According to certain aspects of the device, as exemplified in FIGS. 9 and 10, the laundry cycle 250 operated by the laundry appliance 10 can include a sanitization cycle 252 that is utilized for injecting ozone gas 14 for an ozone-containing fluid 100 into the rotating drum 18 for sanitizing the articles 22. This sanitization cycle 252 can utilize an intermediate spin cycle 254 of the laundry cycle 250 to extract a majority of the fluid 44 from the articles 22 being treated. This intermediate spin cycle 254 can be in the form of a high-speed fluid extraction cycle 496 that rotates the drum 18 at a high rate of speed. Subsequent to this intermediate spin cycle 254, the ozone generator 24 is activated after the fluid extraction is complete. In certain aspects of the device, the ozone generator 24 can be activated before the completion of the intermediate spin cycle 254 to prepare an amount of ozone gas 14 be delivered into the drum 18. The ozone gas 14 from the ozone generator 24 is injected into the drum 18 as the drum 18 rotates. In this manner, as the drum 18 rotates, the ozone gas 14 is able to engage all of the clothing within the drum 18 as the drum 18 rotates. During this injection phase, a motor 256 operates the drum 18 to rotate at a slower speed than that experienced during the intermediate spin cycle 254.

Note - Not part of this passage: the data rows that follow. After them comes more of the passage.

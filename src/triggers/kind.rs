//! Trigger kinds and their scopes.
//!
//! `TriggerKind` is the closed vocabulary of events a card can react to.
//! Card data names them in `SCREAMING_SNAKE_CASE` (`"CARD_PLACED_OWNER"`).
//!
//! ## Scope
//!
//! Every kind has a fixed [`Scope`] that decides which cards a broadcast
//! reaches, relative to the event's perspective player:
//!
//! | Suffix        | Scope      | Matches                                  |
//! |---------------|------------|------------------------------------------|
//! | `_OWNER`      | `Owner`    | cards owned by the perspective player    |
//! | `_OPPONENT`   | `Opponent` | cards owned by the other player          |
//! | `_THIS`       | `Subject`  | only the event's subject card            |
//! | none          | `Global`   | every live card                          |
//!
//! `DAMAGE_THIS`, `BOOST_THIS`, `SUCCESS_PROCESS` and `FAILED_PROCESS` are
//! subject-scoped as well.

use serde::{Deserialize, Serialize};

use crate::effects::{CorrectionTarget, Direction};

/// Which cards an event of a given kind reaches.
#[derive(Clone, Copy, Debug, PartialEq, Eq, Hash)]
pub enum Scope {
    Owner,
    Opponent,
    Subject,
    Global,
}

/// Closed set of trigger kinds.
#[derive(Clone, Copy, Debug, PartialEq, Eq, PartialOrd, Ord, Hash, Serialize, Deserialize)]
#[serde(rename_all = "SCREAMING_SNAKE_CASE")]
pub enum TriggerKind {
    // === Turn ===
    StartTurn,
    StartTurnOwner,
    StartTurnOpponent,
    EndTurn,
    EndTurnOwner,
    EndTurnOpponent,

    // === Card Movement ===
    CardDrawn,
    CardDrawnThis,
    CardDrawnOwner,
    CardPlaced,
    CardPlacedThis,
    CardPlacedOwner,
    CardPlacedOpponent,
    CardDiscarded,
    CardDiscardedThis,
    CardDiscardedOwner,
    CardAddedToHand,
    CardAddedToHandThis,
    CardAddedToHandOwner,
    CardBouncedThis,
    CardBouncedOwner,

    // === Play ===
    PlayEvent,
    PlayEventThis,
    PlayEventOwner,
    PlayEventOpponent,
    PlayerPlayCardAction,
    PlayerPlayCardActionOwner,
    PlayerPlayCardActionOpponent,

    // === Durability ===
    DamageThis,
    BoostThis,
    WealthDurabilityZero,
    WealthDurabilityZeroThis,
    WealthDurabilityZeroOwner,
    WealthDurabilityZeroOpponent,

    // === Process Outcome ===
    SuccessProcess,
    FailedProcess,

    // === Reserve Pre-Events ===
    ModifyConsciousnessIncreaseReserveOwner,
    ModifyConsciousnessIncreaseReserveOpponent,
    ModifyConsciousnessDecreaseReserveOwner,
    ModifyConsciousnessDecreaseReserveOpponent,
    ModifyScaleIncreaseReserveOwner,
    ModifyScaleIncreaseReserveOpponent,
    ModifyScaleDecreaseReserveOwner,
    ModifyScaleDecreaseReserveOpponent,
    ModifyCardDurabilityIncreaseReserveOwner,
    ModifyCardDurabilityIncreaseReserveOpponent,
    ModifyCardDurabilityDecreaseReserveOwner,
    ModifyCardDurabilityDecreaseReserveOpponent,

    // === Reserve Completion ===
    ModifyConsciousness,
    ModifyScale,
    ModifyCardDurability,
}

impl TriggerKind {
    /// Scope of this kind.
    #[must_use]
    pub const fn scope(self) -> Scope {
        use TriggerKind::*;
        match self {
            StartTurnOwner | EndTurnOwner | CardDrawnOwner | CardPlacedOwner
            | CardDiscardedOwner | CardAddedToHandOwner | CardBouncedOwner | PlayEventOwner
            | PlayerPlayCardActionOwner | WealthDurabilityZeroOwner
            | ModifyConsciousnessIncreaseReserveOwner | ModifyConsciousnessDecreaseReserveOwner
            | ModifyScaleIncreaseReserveOwner | ModifyScaleDecreaseReserveOwner
            | ModifyCardDurabilityIncreaseReserveOwner
            | ModifyCardDurabilityDecreaseReserveOwner => Scope::Owner,

            StartTurnOpponent | EndTurnOpponent | CardPlacedOpponent | PlayEventOpponent
            | PlayerPlayCardActionOpponent | WealthDurabilityZeroOpponent
            | ModifyConsciousnessIncreaseReserveOpponent
            | ModifyConsciousnessDecreaseReserveOpponent | ModifyScaleIncreaseReserveOpponent
            | ModifyScaleDecreaseReserveOpponent | ModifyCardDurabilityIncreaseReserveOpponent
            | ModifyCardDurabilityDecreaseReserveOpponent => Scope::Opponent,

            CardDrawnThis | CardPlacedThis | CardDiscardedThis | CardAddedToHandThis
            | CardBouncedThis | PlayEventThis | DamageThis | BoostThis
            | WealthDurabilityZeroThis | SuccessProcess | FailedProcess => Scope::Subject,

            StartTurn | EndTurn | CardDrawn | CardPlaced | CardDiscarded | CardAddedToHand
            | PlayEvent | PlayerPlayCardAction | WealthDurabilityZero | ModifyConsciousness
            | ModifyScale | ModifyCardDurability => Scope::Global,
        }
    }

    /// The family of play-action kinds. A card never reacts to its own play
    /// through these.
    #[must_use]
    pub const fn is_play_action(self) -> bool {
        matches!(
            self,
            TriggerKind::PlayerPlayCardAction
                | TriggerKind::PlayerPlayCardActionOwner
                | TriggerKind::PlayerPlayCardActionOpponent
        )
    }

    /// `(owner, opponent)` pre-event kinds for a reserve on `target`.
    #[must_use]
    pub const fn reserve_pre(target: CorrectionTarget, direction: Direction) -> [TriggerKind; 2] {
        use TriggerKind::*;
        match (target, direction) {
            (CorrectionTarget::Consciousness, Direction::Increase) => [
                ModifyConsciousnessIncreaseReserveOwner,
                ModifyConsciousnessIncreaseReserveOpponent,
            ],
            (CorrectionTarget::Consciousness, Direction::Decrease) => [
                ModifyConsciousnessDecreaseReserveOwner,
                ModifyConsciousnessDecreaseReserveOpponent,
            ],
            (CorrectionTarget::Scale, Direction::Increase) => {
                [ModifyScaleIncreaseReserveOwner, ModifyScaleIncreaseReserveOpponent]
            }
            (CorrectionTarget::Scale, Direction::Decrease) => {
                [ModifyScaleDecreaseReserveOwner, ModifyScaleDecreaseReserveOpponent]
            }
            (CorrectionTarget::Wealth, Direction::Increase) => [
                ModifyCardDurabilityIncreaseReserveOwner,
                ModifyCardDurabilityIncreaseReserveOpponent,
            ],
            (CorrectionTarget::Wealth, Direction::Decrease) => [
                ModifyCardDurabilityDecreaseReserveOwner,
                ModifyCardDurabilityDecreaseReserveOpponent,
            ],
        }
    }

    /// Completion event broadcast after a reserve on `target` changed
    /// something.
    #[must_use]
    pub const fn reserve_completion(target: CorrectionTarget) -> TriggerKind {
        match target {
            CorrectionTarget::Consciousness => TriggerKind::ModifyConsciousness,
            CorrectionTarget::Scale => TriggerKind::ModifyScale,
            CorrectionTarget::Wealth => TriggerKind::ModifyCardDurability,
        }
    }
}

impl std::fmt::Display for TriggerKind {
    fn fmt(&self, f: &mut std::fmt::Formatter<'_>) -> std::fmt::Result {
        std::fmt::Debug::fmt(self, f)
    }
}

#[cfg(test)]
mod tests {
    use super::*;

    #[test]
    fn test_serde_names() {
        let kind: TriggerKind = serde_json::from_str("\"WEALTH_DURABILITY_ZERO_THIS\"").unwrap();
        assert_eq!(kind, TriggerKind::WealthDurabilityZeroThis);

        let json = serde_json::to_string(&TriggerKind::ModifyCardDurabilityDecreaseReserveOpponent).unwrap();
        assert_eq!(json, "\"MODIFY_CARD_DURABILITY_DECREASE_RESERVE_OPPONENT\"");

        assert!(serde_json::from_str::<TriggerKind>("\"ON_SUNRISE\"").is_err());
    }

    #[test]
    fn test_scopes() {
        assert_eq!(TriggerKind::StartTurnOwner.scope(), Scope::Owner);
        assert_eq!(TriggerKind::CardPlacedOpponent.scope(), Scope::Opponent);
        assert_eq!(TriggerKind::DamageThis.scope(), Scope::Subject);
        assert_eq!(TriggerKind::FailedProcess.scope(), Scope::Subject);
        assert_eq!(TriggerKind::ModifyScale.scope(), Scope::Global);
    }

    #[test]
    fn test_reserve_kinds() {
        let [owner, opponent] =
            TriggerKind::reserve_pre(CorrectionTarget::Consciousness, Direction::Decrease);
        assert_eq!(owner, TriggerKind::ModifyConsciousnessDecreaseReserveOwner);
        assert_eq!(opponent.scope(), Scope::Opponent);
        assert_eq!(
            TriggerKind::reserve_completion(CorrectionTarget::Wealth),
            TriggerKind::ModifyCardDurability
        );
    }
}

According to various aspects of the device, the delivery of ozone can be accomplished as the drum 18 rotates through various patterns, sequences and speeds. By way of example, and not limitation, the drum 18 can rotate intermittently to allow the ozone gas 14 to be directed toward specific portions of the articles 22 being processed for a particular period of time. When this time period lapses, the drum 18 can rotate a particular rotational distance to allow the ozone gas 14 to engage a separate portion of the articles 22 being processed. This sanitization cycle 252 continues throughout a certain amount of rotations of the drum 18 or after a certain amount of time has lapsed.

At the completion of the sanitization cycle 252, the ozone remaining within the drum 18 is deteriorated. This deterioration can occur through various processes and steps, as will be disclosed herein. In at least one aspect of the device, this deterioration can occur using a heater 270 that heats air to an elevated temperature and delivers the heated air 272 within the drum 18. This heated air 272, in turn, elevates the temperature of the processing space 16 within the drum 18 at the conclusion of the sanitization cycle 252. In certain aspects, heated fluid 274 can also be used for deteriorating the remaining ozone. In such an aspect, heated water can be placed within the interstitial space 42 between the drum 18 and the tub 20, such as in the sump 50. This heated fluid 274 can generate heated fluid 274, such as heated air 272 or steam 470, that filters upward and through the perforated wall 48 of the drum 18. The heated fluid 274 can also be recycled through the recirculation system 54 where the heated fluid 274 is injected into the drum 18 for eliminating the excess ozone within the drum 18. Using this process, a subsequent fluid extraction cycle 496 is typically operated to extract excess fluid 44 that is used during the deterioration of excess ozone gas 14.

Referring again to FIGS. 1-10, use of the sanitization mechanism 12 within the appliance 10 is meant to inject ozone gas 14, by itself, or as a component of the ozone-containing fluid 100, within a medium that can be conveniently delivered into the processing space 16 of the appliance 10. Ozone gas 14 is a material that degrades relatively quickly, especially under certain sets of conditions. Extending the life of the ozone gas 14 can be achieved by directly injecting the ozone gas 14 into the processing space 16 or by incorporating the ozone gas 14 within a turbulent state 290 of the carrier fluid 86 or the mixed fluid 88. As discussed herein, mixing of the ozone gas 14 with either the carrier fluid 86 or the mixed fluid 88, both referred to generally herein as wash fluid 292, can be achieved within the mixing chamber 84 or other mixing space where media are combined. Within this mixing chamber 84, the chemistry and the carrier fluid 86 are mixed together to form the turbulent state 290 of the wash fluid 292. In this turbulent state 290, it is typical that the wash fluid 292 will contain a large number of air bubbles 294 permeating through the wash fluid 292. When the ozone gas 14 is injected with this turbulent state 290 of the wash fluid 292, the ozone gas 14 efficiently combines with the wash fluid 292 and mixes with the air bubbles 294. This combination results in a diminished amount of degradation of the ozone gas 14 as it is delivered to the processing space 16. Using this configuration of the mixing chamber 84, the life of the ozone gas 14 can be extended as opposed to mixing the ozone gas 14 within a more laminar flow of the wash fluid 292. The ozone gas 14 combined with the air bubbles 294 that permeate through the wash fluid 292 can be delivered to the processing space 16 without a significant degradation of the ozone gas 14 within the wash fluid 292.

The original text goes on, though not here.